Study: Cancer Screenings Lower Among Populations Served by FQHCs

April 29, 2024
States such as Maine and New Hampshire achieved screening rates over 60 percent, while others fell below 35 percent, including Utah, Wyoming and Alabama

A national study published in JAMA Internal Medicine found major gaps in breast, cervical, and colorectal cancer screening use in Federally Qualified Health Centers (FQHCs), relative to overall screening rates in the country.

Led by researchers at the University of Texas MD Anderson Cancer Center and the University of New Mexico (UNM) Comprehensive Cancer Center, the study revealed screening use in FQHCs was 45.4 percent for breast cancer, 51 percent for cervical cancer and 40.2 percent for colorectal cancer, compared to cancer screening rates in the general American population of 78.2 percent, 82.9 percent and 72.3 percent, respectively.

“FQHCs provide high-quality primary care to underserved communities in the US, which are disproportionately comprised of racial and ethnic minorities, people without health insurance, and those living below the poverty level,” said study author Jane Montealegre, Ph.D., in a statement.

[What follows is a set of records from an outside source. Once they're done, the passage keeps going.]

//! Position domain model.

use chrono::{DateTime, Utc};
use serde::{Deserialize, Serialize};

use crate::models::attributes::AttributeBag;

/// One normalized tracker report.
///
/// Exactly one of `device_id` / `unknown_device_id` is set; positions from
/// identifiers without a registered device are kept but never broadcast.
#[derive(Debug, Clone, Serialize, Deserialize)]
#[serde(rename_all = "camelCase")]
pub struct Position {
    pub id: i64,
    pub device_id: Option<i64>,
    pub unknown_device_id: Option<i64>,
    pub protocol: String,
    /// Arrival instant at the server.
    pub server_time: DateTime<Utc>,
    /// Instant the device claims to have sent the report.
    #[serde(skip_serializing_if = "Option::is_none")]
    pub device_time: Option<DateTime<Utc>>,
    /// Instant of the GPS fix itself.
    #[serde(skip_serializing_if = "Option::is_none")]
    pub fix_time: Option<DateTime<Utc>>,
    pub valid: bool,
    pub latitude: f64,
    pub longitude: f64,
    #[serde(skip_serializing_if = "Option::is_none")]
    pub altitude: Option<f64>,
    /// Ground speed in km/h after normalization.
    #[serde(skip_serializing_if = "Option::is_none")]
    pub speed: Option<f64>,
    #[serde(skip_serializing_if = "Option::is_none")]
    pub course: Option<f64>,
    #[serde(skip_serializing_if = "Option::is_none")]
    pub accuracy: Option<f64>,
    #[serde(skip_serializing_if = "Option::is_none")]
    pub address: Option<String>,
    #[serde(default, skip_serializing_if = "AttributeBag::is_empty")]
    pub attributes: AttributeBag,
}

impl Position {
    /// Whether the ownership invariant holds.
    pub fn has_valid_owner(&self) -> bool {
        self.device_id.is_some() != self.unknown_device_id.is_some()
    }

    /// Dedup identity: same device, fix instant and coordinates.
    pub fn dedup_key(&self) -> (Option<i64>, Option<DateTime<Utc>>, u64, u64) {
        (
            self.device_id,
            self.fix_time,
            self.latitude.to_bits(),
            self.longitude.to_bits(),
        )
    }
}

/// A decoded-but-unsaved report produced by a protocol decoder.
///
/// The pipeline attributes it to a device, enriches it and turns it into a
/// stored [`Position`].
#[derive(Debug, Clone, PartialEq)]
pub struct DecodedPosition {
    /// Identifier announced on the wire.
    pub unique_id: String,
    pub protocol: String,
    pub device_time: Option<DateTime<Utc>>,
    pub fix_time: Option<DateTime<Utc>>,
    pub valid: bool,
    pub latitude: f64,
    pub longitude: f64,
    pub altitude: Option<f64>,
    /// km/h.
    pub speed: Option<f64>,
    pub course: Option<f64>,
    pub accuracy: Option<f64>,
    pub attributes: AttributeBag,
}

impl DecodedPosition {
    pub fn new(unique_id: impl Into<String>, protocol: impl Into<String>) -> Self {
        Self {
            unique_id: unique_id.into(),
            protocol: protocol.into(),
            device_time: None,
            fix_time: None,
            valid: false,
            latitude: 0.0,
            longitude: 0.0,
            altitude: None,
            speed: None,
            course: None,
            accuracy: None,
            attributes: AttributeBag::new(),
        }
    }

    /// Whether the coordinates are inside the representable ranges.
    pub fn coordinates_in_range(&self) -> bool {
        (-90.0..=90.0).contains(&self.latitude) && (-180.0..=180.0).contains(&self.longitude)
    }
}

#[cfg(test)]
mod tests {
    use super::*;
    use crate::models::attributes::keys;

    fn sample_position() -> Position {
        Position {
            id: 1,
            device_id: Some(10),
            unknown_device_id: None,
            protocol: "suntech".to_string(),
            server_time: Utc::now(),
            device_time: None,
            fix_time: Some(Utc::now()),
            valid: true,
            latitude: -3.843813,
            longitude: -38.615475,
            altitude: None,
            speed: Some(0.013),
            course: Some(0.0),
            accuracy: None,
            address: None,
            attributes: AttributeBag::new(),
        }
    }

    #[test]
    fn test_owner_invariant() {
        let mut p = sample_position();
        assert!(p.has_valid_owner());
        p.unknown_device_id = Some(4);
        assert!(!p.has_valid_owner());
        p.device_id = None;
        assert!(p.has_valid_owner());
        p.unknown_device_id = None;
        assert!(!p.has_valid_owner());
    }

    #[test]
    fn test_dedup_key_equality() {
        let a = sample_position();
        let mut b = a.clone();
        b.id = 99;
        b.speed = Some(50.0);
        assert_eq!(a.dedup_key(), b.dedup_key());
        b.latitude += 0.000001;
        assert_ne!(a.dedup_key(), b.dedup_key());
    }

    #[test]
    fn test_decoded_position_defaults() {
        let d = DecodedPosition::new("907126119", "suntech");
        assert_eq!(d.unique_id, "907126119");
        assert!(!d.valid);
        assert!(d.attributes.is_empty());
    }

    #[test]
    fn test_coordinates_in_range() {
        let mut d = DecodedPosition::new("x", "h02");
        d.latitude = 90.0;
        d.longitude = -180.0;
        assert!(d.coordinates_in_range());
        d.latitude = 90.1;
        assert!(!d.coordinates_in_range());
    }

    #[test]
    fn test_position_serialization_camel_case() {
        let mut p = sample_position();
        p.attributes.set(keys::SATELLITES, 11_i64);
        let json = serde_json::to_string(&p).unwrap();
        assert!(json.contains("\"deviceId\":10"));
        assert!(json.contains("\"serverTime\""));
        assert!(json.contains("\"sat\":11"));
        assert!(!json.contains("\"address\""));
    }
}
//! Event dispatch.
//!
//! Owns the routing of synthesized events to persistence, the live hub and
//! notification recipients. The severity table is fixed on the event type;
//! critical and high events reach the hub before the pipeline returns to
//! the device's next frame.

use std::collections::HashSet;
use std::sync::Arc;
use tracing::warn;

use domain::models::{Device, Event, EventType};
use domain::services::{EventStore, StoreError, UserAccess};

use crate::hub::LiveHub;

/// Routes events to persistence, the hub and notifications.
pub struct EventDispatcher {
    events: Arc<dyn EventStore>,
    access: Arc<dyn UserAccess>,
    hub: LiveHub,
}

impl EventDispatcher {
    pub fn new(events: Arc<dyn EventStore>, access: Arc<dyn UserAccess>, hub: LiveHub) -> Self {
        Self { events, access, hub }
    }

    /// Human-readable notification line for an event.
    fn describe(event: &Event, device: &Device) -> String {
        let what = match event.event_type {
            EventType::DeviceOnline => "came online".to_string(),
            EventType::DeviceOffline => "went offline".to_string(),
            EventType::DeviceMoving => "started moving".to_string(),
            EventType::DeviceStopped => "stopped".to_string(),
            EventType::DeviceOverspeed => {
                let limit = event.attributes.double_of("speedLimit", 0.0);
                format!("exceeded the speed limit of {:.0} km/h", limit)
            }
            EventType::DeviceFuelDrop => "reported a fuel drop".to_string(),
            EventType::GeofenceEnter => "entered a geofence".to_string(),
            EventType::GeofenceExit => "left a geofence".to_string(),
            EventType::IgnitionOn => "turned ignition on".to_string(),
            EventType::IgnitionOff => "turned ignition off".to_string(),
            EventType::Alarm => {
                format!("raised alarm: {}", event.attributes.str_of("alarm", "unknown"))
            }
            EventType::Maintenance => "is due for maintenance".to_string(),
            EventType::DriverChanged => "changed driver".to_string(),
            EventType::CommandResult => "acknowledged a command".to_string(),
            EventType::Media => "uploaded media".to_string(),
        };
        format!("{} {}", device.name, what)
    }

    /// Users that may see the device, per the permission graph.
    pub fn recipients_for(&self, device_id: i64) -> HashSet<i64> {
        self.access.users_for_device(device_id)
    }

    /// Persists the events in pipeline order, then publishes each to the hub
    /// and to notification subscribers. Returns the stored events.
    pub async fn dispatch(
        &self,
        events: Vec<Event>,
        device: &Device,
    ) -> Result<Vec<Event>, StoreError> {
        if events.is_empty() {
            return Ok(events);
        }
        let recipients = self.recipients_for(device.id);
        let mut stored = Vec::with_capacity(events.len());
        for event in events {
            let event = self.events.insert(event).await?;
            metrics::counter!(
                "events_generated_total",
                "type" => event.event_type.as_str().to_string()
            )
            .increment(1);
            self.hub.publish_event(&event, recipients.clone());
            self.hub
                .publish_notification(&event, Self::describe(&event, device), recipients.clone());
            stored.push(event);
        }
        Ok(stored)
    }

    /// Like `dispatch`, but never fails the caller: persistence errors are
    /// logged and the surviving events returned. Used by paths with no
    /// back-pressure channel to the device.
    pub async fn dispatch_best_effort(&self, events: Vec<Event>, device: &Device) -> Vec<Event> {
        match self.dispatch(events, device).await {
            Ok(stored) => stored,
            Err(e) => {
                warn!(device_id = device.id, error = %e, "Dropping events after store failure");
                Vec::new()
            }
        }
    }
}

#[cfg(test)]
mod tests {
    use super::*;
    use crate::hub::{HubSettings, Topic};
    use chrono::Utc;
    use domain::models::{AttributeBag, DeviceStatus};
    use domain::services::{MemoryEventStore, StaticUserAccess};

    fn device() -> Device {
        Device {
            id: 7,
            unique_id: "907126119".to_string(),
            name: "Truck 12".to_string(),
            status: DeviceStatus::Online,
            last_update: None,
            group_id: None,
            phone: None,
            calendar_id: None,
            expiration_time: None,
            disabled: false,
            accumulators: Default::default(),
            attributes: AttributeBag::new(),
        }
    }

    fn dispatcher() -> (EventDispatcher, Arc<MemoryEventStore>, LiveHub) {
        let store = Arc::new(MemoryEventStore::new());
        let access = StaticUserAccess::new();
        access.grant(1, 7);
        access.add_admin(9);
        let hub = LiveHub::new(HubSettings::default());
        let dispatcher = EventDispatcher::new(store.clone(), Arc::new(access), hub.clone());
        (dispatcher, store, hub)
    }

    #[tokio::test]
    async fn test_dispatch_persists_in_order() {
        let (dispatcher, store, _hub) = dispatcher();
        let now = Utc::now();
        let events = vec![
            Event::new(EventType::DeviceOnline, 7, now),
            Event::new(EventType::GeofenceEnter, 7, now),
            Event::new(EventType::DeviceMoving, 7, now),
        ];
        let stored = dispatcher.dispatch(events, &device()).await.unwrap();
        assert_eq!(stored.len(), 3);
        assert!(stored[0].id < stored[1].id && stored[1].id < stored[2].id);
        let all = store.all();
        assert_eq!(all[0].event_type, EventType::DeviceOnline);
        assert_eq!(all[2].event_type, EventType::DeviceMoving);
    }

    #[tokio::test]
    async fn test_dispatch_publishes_event_and_notification() {
        let (dispatcher, _store, hub) = dispatcher();
        let mut rx = hub.subscribe();
        dispatcher
            .dispatch(vec![Event::new(EventType::DeviceOverspeed, 7, Utc::now())], &device())
            .await
            .unwrap();

        let event_msg = rx.recv().await.unwrap();
        assert_eq!(event_msg.topic, Topic::Events);
        // Granted user and admin both receive.
        assert!(event_msg.recipients.contains(&1));
        assert!(event_msg.recipients.contains(&9));

        let notification = rx.recv().await.unwrap();
        assert_eq!(notification.topic, Topic::Notifications);
    }

    #[tokio::test]
    async fn test_dispatch_empty_is_noop() {
        let (dispatcher, store, hub) = dispatcher();
        let mut rx = hub.subscribe();
        let stored = dispatcher.dispatch(Vec::new(), &device()).await.unwrap();
        assert!(stored.is_empty());
        assert!(store.all().is_empty());
        assert!(rx.try_recv().is_err());
    }

    #[test]
    fn test_describe_overspeed_mentions_limit() {
        let mut event = Event::new(EventType::DeviceOverspeed, 7, Utc::now());
        event.attributes.set("speedLimit", 80.0);
        let text = EventDispatcher::describe(&event, &device());
        assert!(text.contains("Truck 12"));
        assert!(text.contains("80 km/h"));
    }
}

“These findings highlight an urgent need to focus on scaling up evidence-based screenings in these populations to mitigate cancer disparities, added Montealegre, associate professor of behavioral science at MD Anderson. 

The U.S. Preventive Services Task Force (USPSTF) offers guidance for the general population to get screened for breast, cervical and colorectal cancer based on age and family history. However, screening use remains suboptimal in many marginalized populations. About 30 million people in the U.S. who might not otherwise have access to medical services currently use FQHCs, the researchers said.

The study, led by postdoctoral fellow Trisha Amboree, Ph.D., examined screening information from the Health Center Program Uniform Data System (UDS) from 1,364 FQHCs between January 1 and December 31, 2020. To understand screening in the general population, researchers evaluated data from the Behavioral Risk Factor Surveillance System, which includes the use of preventive health services for non-institutionalized U.S. adults over the age of 18, during the same time period.

Researchers found cancer screening use in FQHCs varied widely across states. Certain states, such as Maine and New Hampshire, achieved screening rates over 60 percent and others fell below 35 percent, including Utah, Wyoming and Alabama. Additionally, the study revealed under-screened populations served by FQHCs in specific states contributed to a large proportion of America’s overall under-screened population. Experts attribute these differences, in part, to the variability of state screening programs and policies around healthcare funding.

“FQHCs face financial constraints and staff turnover while trying to provide care in a fragmented health system. Implementing clinical preventive services such as cancer screenings will require additional support,” said corresponding author Prajakta Adsul, M.B.B.S., Ph.D., assistant professor of Internal Medicine at UNM, in a statement. “With investments in implementation research in FQHCs, there is potential to mitigate screening-related disparities in medically underserved populations.”

 Limitations of the study include self-reporting in the datasets and potential effects from the COVID-19 pandemic, the researchers said.